A sixth child has died in the United States from puzzling liver inflammation—aka hepatitis—and the number of unexplained cases has risen to 180 across 36 states, according to the Centers for Disease Control and Prevention.
The latest death was announced in a press briefing Friday, led by CDC Deputy Director for Infectious Diseases Jay Butler, who said it was reported to the agency Thursday. He did not indicate in which state the death occurred.
In addition to the deaths, 15 of the 180 cases required liver transplants, Butler reported. The cases all occurred in children under the age of 10 but skewed to preschool-age children, with the median age being around 2 years.
The latest US tallies feed into a global phenomenon that now includes over 600 cases across 31 countries, including 15 deaths. But, despite the growing numbers, international health experts are still scrambling to understand what’s behind the illnesses after eliminating the most obvious possibilities, such as hepatitis viruses A, B, C, D, and E.
Tricky numbers
In today’s briefing, Butler was cautious to note that while the latest total of 180 cases may seem like a concerning rise from the 109 cases CDC reported two weeks ago, most of the 71 newly reported cases were retrospectively identified and actually occurred weeks to months ago. In fact, only 7 percent of the 180 cases occurred in the last two weeks, Butler said.

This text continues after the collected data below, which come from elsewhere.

//! Tool catalog
//!
//! Pairs tool descriptors with their invocable handlers by name. Built once
//! at startup and read-only afterwards; handlers without a matching
//! descriptor (and descriptors without a handler) are silently excluded.

use std::collections::HashMap;
use std::future::Future;
use std::sync::Arc;

use async_trait::async_trait;
use log::debug;
use serde_json::Value;

use super::descriptor::ToolSpec;

/// An invocable tool implementation. Arguments arrive positionally in the
/// descriptor's declared parameter order; absent optionals are Null.
#[async_trait]
pub trait ToolHandler: Send + Sync {
    async fn invoke(&self, args: Vec<Value>) -> eyre::Result<Value>;
}

struct FnHandler<F> {
    f: F,
}

#[async_trait]
impl<F, Fut> ToolHandler for FnHandler<F>
where
    F: Fn(Vec<Value>) -> Fut + Send + Sync,
    Fut: Future<Output = eyre::Result<Value>> + Send,
{
    async fn invoke(&self, args: Vec<Value>) -> eyre::Result<Value> {
        (self.f)(args).await
    }
}

/// Wrap an async closure as a ToolHandler
pub fn handler_fn<F, Fut>(f: F) -> Arc<dyn ToolHandler>
where
    F: Fn(Vec<Value>) -> Fut + Send + Sync + 'static,
    Fut: Future<Output = eyre::Result<Value>> + Send + 'static,
{
    Arc::new(FnHandler { f })
}

/// One catalog entry: descriptor plus handler
#[derive(Clone)]
pub struct CatalogEntry {
    pub spec: ToolSpec,
    pub handler: Arc<dyn ToolHandler>,
}

/// Catalog of registered tools, keyed by unique name
#[derive(Clone, Default)]
pub struct ToolCatalog {
    entries: HashMap<String, CatalogEntry>,
}

impl ToolCatalog {
    /// Create an empty catalog
    pub fn new() -> Self {
        Self {
            entries: HashMap::new(),
        }
    }

    /// Build a catalog from a list of (name, handler) pairs and a parallel
    /// list of descriptors, pairing by name. A handler with no descriptor is
    /// never invocable and is dropped; a descriptor with no handler is
    /// dropped for the same reason.
    pub fn build(handlers: Vec<(String, Arc<dyn ToolHandler>)>, specs: Vec<ToolSpec>) -> Self {
        let mut specs_by_name: HashMap<String, ToolSpec> =
            specs.into_iter().map(|s| (s.name.clone(), s)).collect();

        let mut entries = HashMap::new();
        for (name, handler) in handlers {
            match specs_by_name.remove(&name) {
                Some(spec) => {
                    entries.insert(name, CatalogEntry { spec, handler });
                }
                None => debug!("excluding handler '{}' with no descriptor", name),
            }
        }
        for name in specs_by_name.keys() {
            debug!("excluding descriptor '{}' with no handler", name);
        }

        Self { entries }
    }

    /// Register one tool
    pub fn add(&mut self, spec: ToolSpec, handler: Arc<dyn ToolHandler>) {
        self.entries
            .insert(spec.name.clone(), CatalogEntry { spec, handler });
    }

    /// Get a catalog entry by tool name
    pub fn get(&self, name: &str) -> Option<&CatalogEntry> {
        self.entries.get(name)
    }

    /// Get a tool's descriptor by name
    pub fn spec(&self, name: &str) -> Option<&ToolSpec> {
        self.entries.get(name).map(|e| &e.spec)
    }

    /// Check if a tool exists
    pub fn contains(&self, name: &str) -> bool {
        self.entries.contains_key(name)
    }

    /// All descriptors, sorted by name for deterministic output
    pub fn specs(&self) -> Vec<&ToolSpec> {
        let mut specs: Vec<&ToolSpec> = self.entries.values().map(|e| &e.spec).collect();
        specs.sort_by(|a, b| a.name.cmp(&b.name));
        specs
    }

    /// List all tool names, sorted
    pub fn list(&self) -> Vec<&str> {
        let mut names: Vec<&str> = self.entries.keys().map(String::as_str).collect();
        names.sort_unstable();
        names
    }

    /// Descriptors of all tools in a module, sorted by name
    pub fn specs_in_module(&self, module: &str) -> Vec<&ToolSpec> {
        let mut specs: Vec<&ToolSpec> = self
            .entries
            .values()
            .map(|e| &e.spec)
            .filter(|s| s.module == module)
            .collect();
        specs.sort_by(|a, b| a.name.cmp(&b.name));
        specs
    }

    /// Check if any registered tool declares this module label
    pub fn has_module(&self, module: &str) -> bool {
        self.entries.values().any(|e| e.spec.module == module)
    }

    /// Get number of tools
    pub fn len(&self) -> usize {
        self.entries.len()
    }

    /// Check if catalog is empty
    pub fn is_empty(&self) -> bool {
        self.entries.is_empty()
    }
}

#[cfg(test)]
mod tests {
    use super::*;
    use serde_json::json;

    fn noop_handler() -> Arc<dyn ToolHandler> {
        handler_fn(|_args| async { Ok(Value::Null) })
    }

    fn sample_specs() -> Vec<ToolSpec> {
        vec![
            ToolSpec::new("addSite", "site"),
            ToolSpec::new("listSites", "site"),
            ToolSpec::new("addPage", "page"),
        ]
    }

    #[test]
    fn test_catalog_new_empty() {
        let catalog = ToolCatalog::new();
        assert!(catalog.is_empty());
        assert_eq!(catalog.len(), 0);
    }

    #[test]
    fn test_catalog_build_pairs_by_name() {
        let handlers = vec![
            ("addSite".to_string(), noop_handler()),
            ("listSites".to_string(), noop_handler()),
            ("addPage".to_string(), noop_handler()),
        ];
        let catalog = ToolCatalog::build(handlers, sample_specs());

        assert_eq!(catalog.len(), 3);
        assert!(catalog.contains("addSite"));
        assert!(catalog.contains("addPage"));
    }

    #[test]
    fn test_catalog_build_excludes_handler_without_descriptor() {
        let handlers = vec![
            ("addSite".to_string(), noop_handler()),
            ("orphan".to_string(), noop_handler()),
        ];
        let catalog = ToolCatalog::build(handlers, sample_specs());

        assert!(!catalog.contains("orphan"));
        assert!(catalog.contains("addSite"));
    }

    #[test]
    fn test_catalog_build_excludes_descriptor_without_handler() {
        let handlers = vec![("addSite".to_string(), noop_handler())];
        let catalog = ToolCatalog::build(handlers, sample_specs());

        assert_eq!(catalog.len(), 1);
        assert!(!catalog.contains("listSites"));
    }

    #[test]
    fn test_catalog_get_and_spec() {
        let mut catalog = ToolCatalog::new();
        catalog.add(ToolSpec::new("addSite", "site"), noop_handler());

        assert!(catalog.get("addSite").is_some());
        assert_eq!(catalog.spec("addSite").unwrap().module, "site");
        assert!(catalog.get("nonexistent").is_none());
        assert!(catalog.spec("nonexistent").is_none());
    }

    #[test]
    fn test_catalog_list_sorted() {
        let handlers = vec![
            ("listSites".to_string(), noop_handler()),
            ("addPage".to_string(), noop_handler()),
            ("addSite".to_string(), noop_handler()),
        ];
        let catalog = ToolCatalog::build(handlers, sample_specs());
        assert_eq!(catalog.list(), vec!["addPage", "addSite", "listSites"]);
    }

    #[test]
    fn test_catalog_specs_in_module() {
        let handlers = vec![
            ("addSite".to_string(), noop_handler()),
            ("listSites".to_string(), noop_handler()),
            ("addPage".to_string(), noop_handler()),
        ];
        let catalog = ToolCatalog::build(handlers, sample_specs());

        let site_specs = catalog.specs_in_module("site");
        assert_eq!(site_specs.len(), 2);
        assert_eq!(site_specs[0].name, "addSite");
        assert_eq!(site_specs[1].name, "listSites");

        assert!(catalog.specs_in_module("section").is_empty());
    }

    #[test]
    fn test_catalog_has_module() {
        let handlers = vec![("addSite".to_string(), noop_handler())];
        let catalog = ToolCatalog::build(handlers, sample_specs());

        assert!(catalog.has_module("site"));
        assert!(!catalog.has_module("page"));
    }

    #[tokio::test]
    async fn test_handler_fn_invokes_closure() {
        let handler = handler_fn(|args| async move {
            let name = args[0].as_str().unwrap_or_default().to_string();
            Ok(json!({"created": name}))
        });

        let result = handler.invoke(vec![json!("blog")]).await.unwrap();
        assert_eq!(result, json!({"created": "blog"}));
    }

    #[tokio::test]
    async fn test_handler_fn_propagates_error() {
        let handler = handler_fn(|_args| async { Err(eyre::eyre!("boom")) });
        let err = handler.invoke(vec![]).await.unwrap_err();
        assert_eq!(err.to_string(), "boom");
    }
}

He was also careful to avoid saying that the cases were part of an outbreak, noting that the agency is not detecting an overall increase in the number of unexplained hepatitis cases it usually sees. And the 180 cases over the past seven months have not clustered geographically or by time. They’ve been somewhat evenly dispersed among the 36 states, and the month-to-month case totals have been generally flat, Butler reported.
Though pediatric hepatitis cases are not monitored at a national level, the CDC estimates that there are somewhere between 1,500 to 2,000 cases each year, according to Umesh Parashar, chief of CDC’s Viral Gastroenteritis Branch, who also spoke at the briefing. Butler added that about 30 percent to 50 percent of those pediatric hepatitis cases go unexplained each year. Thus, the 180 unexplained cases over a seven-month period don’t ring statistical alarm bells.
It’s possible, Butler speculated, that the cases being highlighted now have always been there and simply weren’t identified and scrutinized previously.